Die deutsche Industrie hat laut dem Bundesverband der Energie- und Wasserwirtschaft (BDEW) am deutschen Gasverbrauch einen Anteil von 37 Prozent. Weitere 31 Prozent werden von privaten Haushalten genutzt [tagesschau.de]. Der mit Abstand größte Gasverbraucher in Deutschland ist die chemische Industrie, dazu zählen auch Pharmaunternehmen, die laut "Ärzteblatt" befürchten, eine Gasrationierung könnte die Versorgung mit Medikamenten gefährden.
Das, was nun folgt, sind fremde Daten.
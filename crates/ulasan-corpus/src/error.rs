use std::path::PathBuf;

use thiserror::Error;

#[derive(Debug, Error)]
pub enum CorpusError {
    #[error("data directory not found: {}", path.display())]
    MissingDirectory { path: PathBuf },

    #[error("no comments to load from {}", path.display())]
    NoData { path: PathBuf },

    #[error("no documents to classify")]
    EmptyCorpus,

    #[error("failed to read {}: {source}", path.display())]
    Io {
        path: PathBuf,
        #[source]
        source: std::io::Error,
    },

    #[error("analysis failed for {name}: {source}")]
    Analysis {
        name: String,
        #[source]
        source: ulasan_sentiment::SentimentError,
    },

    #[error("query analysis failed: {0}")]
    Query(#[source] ulasan_sentiment::SentimentError),
}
Auch die Stahlindustrie könnte als Großabnehmer betroffen sein.

Bereits im Mai hat die Bundesnetzagentur bei den regional zuständigen Netzgesellschaften eine Umfrage gestartet, um den Gasverbrauch der 2.500 größten Industrieabnehmer zu ermitteln. Diese Daten sollen bei Inkrafttreten der Notfallstufe helfen zu entscheiden, wohin die verfügbaren Kontingente geliefert werden sollen und wohin nicht.
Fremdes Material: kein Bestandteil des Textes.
mod documents;
mod reload;
mod search;
mod summary;

use std::path::PathBuf;
use std::sync::{Arc, PoisonError, RwLock};

use axum::{
    extract::State,
    http::{header, HeaderName, Method, StatusCode},
    response::IntoResponse,
    routing::{get, post},
    Extension, Json, Router,
};
use chrono::{DateTime, Utc};
use serde::Serialize;
use tower::ServiceBuilder;
use tower_http::{cors::CorsLayer, trace::TraceLayer};
use ulasan_corpus::{Corpus, CorpusError};
use ulasan_sentiment::Analyzer;

use crate::middleware::{request_id, RequestId};

/// The live corpus, replaced wholesale on reload.
///
/// Readers clone the inner `Arc` and release the lock immediately, so a
/// request that started before a reload finishes against the old corpus.
/// Reloads hold `reload` across load and replace, so they install in the
/// order they started.
#[derive(Clone, Default)]
pub struct SharedCorpus {
    current: Arc<RwLock<Option<Arc<Corpus>>>>,
    reload: Arc<tokio::sync::Mutex<()>>,
}

impl SharedCorpus {
    pub fn new(corpus: Option<Corpus>) -> Self {
        Self {
            current: Arc::new(RwLock::new(corpus.map(Arc::new))),
            reload: Arc::default(),
        }
    }

    pub fn current(&self) -> Option<Arc<Corpus>> {
        self.current
            .read()
            .unwrap_or_else(PoisonError::into_inner)
            .clone()
    }

    pub fn replace(&self, corpus: Corpus) {
        *self.current.write().unwrap_or_else(PoisonError::into_inner) = Some(Arc::new(corpus));
    }

    /// Wait for any in-flight reload, then block others until the guard drops.
    pub async fn begin_reload(&self) -> tokio::sync::MutexGuard<'_, ()> {
        self.reload.lock().await
    }
}

#[derive(Clone)]
pub struct AppState {
    pub corpus: SharedCorpus,
    pub analyzer: Arc<Analyzer>,
    pub data_dir: Arc<PathBuf>,
    pub display_limit: usize,
}

#[derive(Debug, Serialize)]
pub struct ApiResponse<T: Serialize> {
    pub data: T,
    pub meta: ResponseMeta,
}

#[derive(Debug, Serialize)]
pub struct ResponseMeta {
    pub request_id: String,
    pub timestamp: DateTime<Utc>,
}

#[derive(Debug, Serialize)]
pub struct ApiError {
    pub error: ErrorBody,
    pub meta: ResponseMeta,
}

#[derive(Debug, Serialize)]
pub struct ErrorBody {
    pub code: String,
    pub message: String,
}

#[derive(Debug, Serialize, PartialEq, Eq)]
struct HealthData {
    status: &'static str,
    corpus: &'static str,
    documents: usize,
}

impl ResponseMeta {
    pub(super) fn new(request_id: String) -> Self {
        Self {
            request_id,
            timestamp: Utc::now(),
        }
    }
}

impl ApiError {
    pub fn new(
        request_id: impl Into<String>,
        code: impl Into<String>,
        message: impl Into<String>,
    ) -> Self {
        Self {
            error: ErrorBody {
                code: code.into(),
                message: message.into(),
            },
            meta: ResponseMeta::new(request_id.into()),
        }
    }
}

impl IntoResponse for ApiError {
    fn into_response(self) -> axum::response::Response {
        let status = match self.error.code.as_str() {
            "not_found" => StatusCode::NOT_FOUND,
            "bad_request" => StatusCode::BAD_REQUEST,
            "no_data" => StatusCode::SERVICE_UNAVAILABLE,
            _ => StatusCode::INTERNAL_SERVER_ERROR,
        };
        (status, Json(self)).into_response()
    }
}

pub(super) fn normalize_limit(limit: Option<usize>, default: usize) -> usize {
    limit.unwrap_or(default).clamp(1, 200)
}

pub(super) fn map_corpus_error(request_id: String, error: &CorpusError) -> ApiError {
    match error {
        CorpusError::MissingDirectory { .. }
        | CorpusError::NoData { .. }
        | CorpusError::EmptyCorpus => {
            tracing::warn!(error = %error, "no comments available");
            ApiError::new(request_id, "no_data", error.to_string())
        }
        _ => {
            tracing::error!(error = %error, "corpus operation failed");
            ApiError::new(request_id, "internal_error", "corpus operation failed")
        }
    }
}

/// The loaded corpus, or a `no_data` error when none is loaded.
pub(super) fn require_corpus(
    state: &AppState,
    request_id: &str,
) -> Result<Arc<Corpus>, ApiError> {
    state.corpus.current().ok_or_else(|| {
        ApiError::new(
            request_id,
            "no_data",
            "no corpus loaded; add comment files and POST /api/v1/reload",
        )
    })
}

fn build_cors() -> CorsLayer {
    CorsLayer::new()
        .allow_origin(tower_http::cors::Any)
        .allow_methods([Method::GET, Method::POST])
        .allow_headers([header::CONTENT_TYPE, HeaderName::from_static("x-request-id")])
}

pub fn build_app(state: AppState) -> Router {
    Router::new()
        .route("/api/v1/health", get(health))
        .route("/api/v1/summary", get(summary::get_summary))
        .route("/api/v1/documents", get(documents::list_documents))
        .route("/api/v1/documents/{id}", get(documents::get_document))
        .route("/api/v1/search", get(search::search))
        .route("/api/v1/reload", post(reload::reload_corpus))
        .layer(
            ServiceBuilder::new()
                .layer(TraceLayer::new_for_http())
                .layer(build_cors())
                .layer(axum::middleware::from_fn(request_id)),
        )
        .with_state(state)
}

async fn health(
    State(state): State<AppState>,
    Extension(req_id): Extension<RequestId>,
) -> impl IntoResponse {
    let meta = ResponseMeta::new(req_id.0);

    match state.corpus.current() {
        Some(corpus) => (
            StatusCode::OK,
            Json(ApiResponse {
                data: HealthData {
                    status: "ok",
                    corpus: "loaded",
                    documents: corpus.len(),
                },
                meta,
            }),
        ),
        None => {
            tracing::warn!("health check: no corpus loaded");
            (
                StatusCode::SERVICE_UNAVAILABLE,
                Json(ApiResponse {
                    data: HealthData {
                        status: "degraded",
                        corpus: "empty",
                        documents: 0,
                    },
                    meta,
                }),
            )
        }
    }
}

#[cfg(test)]
mod tests;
Nach einem Bericht der "Berliner Zeitung" stehen 48 Berliner Unternehmen mit besonders hohem Gasverbrauch auf der Liste der Bundesnetzagentur. In welchem Umfang bei wem gespart werden wird, ist zum jetzigen Zeitpunkt noch nicht bekannt. Die NBB teilte dem rbb mit, sie habe der Bundesnetzagentur auch 45 große Abnehmer aus Brandenburg gemeldet. Allerdings betreibt die NBB in Brandenburg nicht das gesamte Gasnetz - vor allem im Osten und im Süden des Landes sind noch andere Betreiber vertreten.